In the figure, a bulb shell 1, a lamp holder fire wire end 2, a lamp holder zero wire end 3, a core column 4, a filament 5, a fuse 6, a bridge rectifier DB17, an electrolytic component 8 and an electronic component 9 are packaged.

Detailed Description

The technical scheme of the utility model is further specifically described by the following embodiments and the accompanying drawings.

Example (b): the novel non-driving LED filament lamp of this embodiment, as shown in FIG. 1, includes bulb shell 1 and the lamp holder of connecting bulb shell 1 bottom, the inside stem 4 that links to each other with the lamp holder that is equipped with of bulb shell 1, stem 4 encircles all around and is equipped with a plurality of filaments 5, be equipped with the current conversion device on the stem 4. The bottom of the lamp holder is a lamp holder fire wire end 2, the joint of the lamp holder and the bulb shell is a lamp holder zero wire end 3, the core column is used for arranging a circuit structure and a lamp filament, and the current conversion device is used for realizing conversion from alternating current to direct current, filtering the current and optimizing anti-surge.

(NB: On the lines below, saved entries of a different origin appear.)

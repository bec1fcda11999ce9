//! Export functionality for converting notes to their output formats.
//!
//! Three string formats (plain text, markdown, print-to-PDF HTML) share one
//! orchestrator entry point; the styled word-processing document is a
//! separate batch path under [`docx`].

pub mod artifact;
pub mod docx;
mod markdown;
mod printable;
mod text;

use std::borrow::Cow;
use std::path::PathBuf;
use std::sync::OnceLock;

use regex::Regex;
use thiserror::Error;

use crate::domain::Note;
use crate::infra::sanitize_file_name;

pub use artifact::{ArtifactError, ArtifactSink, DirectorySink};
pub use docx::{DocxError, ResolvedNote};
pub use markdown::render_markdown;
pub use printable::render_printable;
pub use text::render_text;

/// Placeholder substituted for markdown image tags in exported text.
pub const IMAGE_PLACEHOLDER: &str = "<<画像>>";

/// Output format for the string export paths.
#[derive(Debug, Clone, Copy, Default, PartialEq, Eq)]
pub enum ExportFormat {
    /// Line-oriented plain text (`.txt`).
    #[default]
    Text,
    /// Normalized markdown (`.md`).
    Markdown,
    /// Self-contained HTML intended for browser print-to-PDF.
    Printable,
}

/// User-chosen export options.
///
/// The metadata flags are fully independent; no flag implies another.
#[derive(Debug, Clone)]
pub struct ExportOptions {
    pub format: ExportFormat,
    pub include_category: bool,
    pub include_tags: bool,
    pub include_created: bool,
    pub include_updated: bool,
    pub include_urls: bool,
    /// Output file base name (sans extension); the sanitized note title is
    /// used when absent.
    pub file_name: Option<String>,
}

impl Default for ExportOptions {
    fn default() -> Self {
        Self {
            format: ExportFormat::default(),
            include_category: true,
            include_tags: true,
            include_created: true,
            include_updated: true,
            include_urls: true,
            file_name: None,
        }
    }
}

/// Resolved display strings that are not stored on the note itself.
///
/// The pipeline never resolves identifiers; callers supply the human-readable
/// category breadcrumb and tag names.
#[derive(Debug, Clone, Default)]
pub struct ExportContext {
    pub category_path: String,
    pub tag_names: Vec<String>,
}

impl ExportContext {
    /// Builds a context from the display strings a note file carries.
    pub fn for_note(note: &Note) -> Self {
        Self {
            category_path: note.category().to_string(),
            tag_names: note.tags().to_vec(),
        }
    }
}

/// Result of a successful export: where the artifact was emitted.
#[derive(Debug, Clone)]
pub struct ExportOutcome {
    pub path: PathBuf,
}

/// Errors from the export orchestrator.
#[derive(Debug, Error)]
pub enum ExportError {
    #[error(transparent)]
    Artifact(#[from] ArtifactError),

    #[error(transparent)]
    Docx(#[from] DocxError),

    #[error("failed to render print document: {0}")]
    Template(#[from] minijinja::Error),
}

/// Exports a single note in the format chosen in `options`, handing the
/// artifact to `sink`.
///
/// Returns once the save has been initiated; there is no feedback channel
/// for what the user does with the file afterwards. Failures never touch
/// the note itself, only the generated artifact.
pub fn export_note(
    note: &Note,
    options: &ExportOptions,
    context: &ExportContext,
    sink: &dyn ArtifactSink,
) -> Result<ExportOutcome, ExportError> {
    let base = output_base_name(note, options);
    let path = match options.format {
        ExportFormat::Text => {
            let text = render_text(note, options, context);
            sink.save_blob(&format!("{base}.txt"), text.as_bytes())?
        }
        ExportFormat::Markdown => {
            let md = render_markdown(note, options, context);
            sink.save_blob(&format!("{base}.md"), md.as_bytes())?
        }
        ExportFormat::Printable => {
            let html = render_printable(note, options, context, &base)?;
            sink.print_html(&base, &html)?
        }
    };
    Ok(ExportOutcome { path })
}

/// Returns the string a text or markdown export would produce, for on-screen
/// preview. Defined as empty for the print format, which has no cheap
/// preview.
pub fn generate_preview(note: &Note, options: &ExportOptions, context: &ExportContext) -> String {
    match options.format {
        ExportFormat::Text => render_text(note, options, context),
        ExportFormat::Markdown => render_markdown(note, options, context),
        ExportFormat::Printable => String::new(),
    }
}

/// Exports one or more resolved notes as a single styled `.docx` document.
///
/// Multiple notes are separated by page breaks. `label` is the running
/// header text; `file_name` overrides the default naming (single note:
/// sanitized title, multiple: `notes_yyyyMMdd`).
pub fn export_docx(
    notes: &[ResolvedNote<'_>],
    label: &str,
    file_name: Option<&str>,
    sink: &dyn ArtifactSink,
) -> Result<ExportOutcome, ExportError> {
    let bytes = docx::generate(notes, label)?;
    let base = match file_name.map(str::trim).filter(|s| !s.is_empty()) {
        Some(name) => sanitize_file_name(name),
        None => docx::default_base_name(notes, chrono::Utc::now()),
    };
    let path = sink.save_blob(&format!("{base}.docx"), &bytes)?;
    Ok(ExportOutcome { path })
}

/// Convenience entry point for single-note call sites that already carry
/// resolved display strings.
pub fn export_docx_note(
    note: &Note,
    context: &ExportContext,
    label: &str,
    file_name: Option<&str>,
    sink: &dyn ArtifactSink,
) -> Result<ExportOutcome, ExportError> {
    let resolved = ResolvedNote::new(note, context);
    export_docx(std::slice::from_ref(&resolved), label, file_name, sink)
}

fn output_base_name(note: &Note, options: &ExportOptions) -> String {
    match options.file_name.as_deref().map(str::trim).filter(|s| !s.is_empty()) {
        Some(name) => sanitize_file_name(name),
        None => sanitize_file_name(note.title()),
    }
}

fn image_re() -> &'static Regex {
    static RE: OnceLock<Regex> = OnceLock::new();
    RE.get_or_init(|| Regex::new(r"!\[[^\]]*\]\([^)]*\)").unwrap())
}

/// Replaces every markdown image tag with [`IMAGE_PLACEHOLDER`], discarding
/// the source URL.
pub(crate) fn replace_images(body: &str) -> Cow<'_, str> {
    image_re().replace_all(body, IMAGE_PLACEHOLDER)
}

/// Timestamp format used in exported metadata lines.
pub(crate) fn format_timestamp(ts: chrono::DateTime<chrono::Utc>) -> String {
    ts.format("%Y-%m-%d %H:%M").to_string()
}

The current conversion device comprises a sorting bridge pile DB17 and an electrolytic assembly 8 which are sequentially connected, wherein the sorting bridge pile DB17 is connected with an alternating current input end, and the filtering electrolysis 8 is connected with the positive electrode and the negative electrode of the filament 5. Pin 1 of the sorting bridge pile DB1 is connected with a live wire of an alternating current input end, pin 2 is connected with one end of an electrolytic component 8, pin 3 is connected with a zero wire of the alternating current input end, and pin 4 is connected with the other end of the electrolytic component 8. The rectifier bridge DB1 is used to rectify alternating current into direct current. And an FR safety resistor is arranged between the pin 1 of the sorting bridge stack DB1 and the live wire of the alternating current input end. The FR fuse resistor functions as a protection circuit, i.e., fuse 6, when an abnormality occurs in the circuit. As shown in fig. 2, the current conversion device can be packaged into a module combination, so that the assembly is simpler and quicker, and the production efficiency is higher.

The electrolytic component 8 comprises a filtering electrolysis C1, one end of the filtering electrolysis C1 is connected with a lead pin 1 of the sorting bridge pile DB1 while being connected with the positive electrode of the filament 5, the other end of the filtering electrolysis C1 is connected with a lead pin 4 of the sorting bridge pile DB1 while being connected with the negative electrode of the filament 5, and a discharge resistor R1 is arranged between the other end of the filtering electrolysis C1 and the lead pin 2 of the sorting bridge pile DB 1. The filter capacitor C1 is used for filtering ripples, and the discharge resistor R1 is used for preventing slow-down when the lamp is turned off. And two ends of the filtering electrolysis C1 are connected in parallel with a piezoresistor RV, and a constant current device D is arranged between the other end of the filtering electrolysis C1 and the cathode of the filament 5. The piezoresistor RV is used for preventing the surge from damaging the device, and the constant current device D is used for providing constant current for LED lamp pearl.

In the circuit parallel scheme 1, as shown in fig. 4, a voltage dependent resistor RV is arranged between a pin 1 of the sorting bridge stack DB1 and a pin 3 of the sorting bridge stack DB1, and a constant current device D is arranged between the other end of the filtering electrolysis C1 and the negative electrode of the filament 5.

In the circuit parallel scheme 2, as shown in fig. 5, both ends of the filtering electrolysis C1 are connected in parallel with a voltage dependent resistor RV, and a constant current device D is sequentially arranged between the anode and the cathode of the filament 5. The constant current device D is separated from other integrated circuit components, so that later-stage replacement is facilitated.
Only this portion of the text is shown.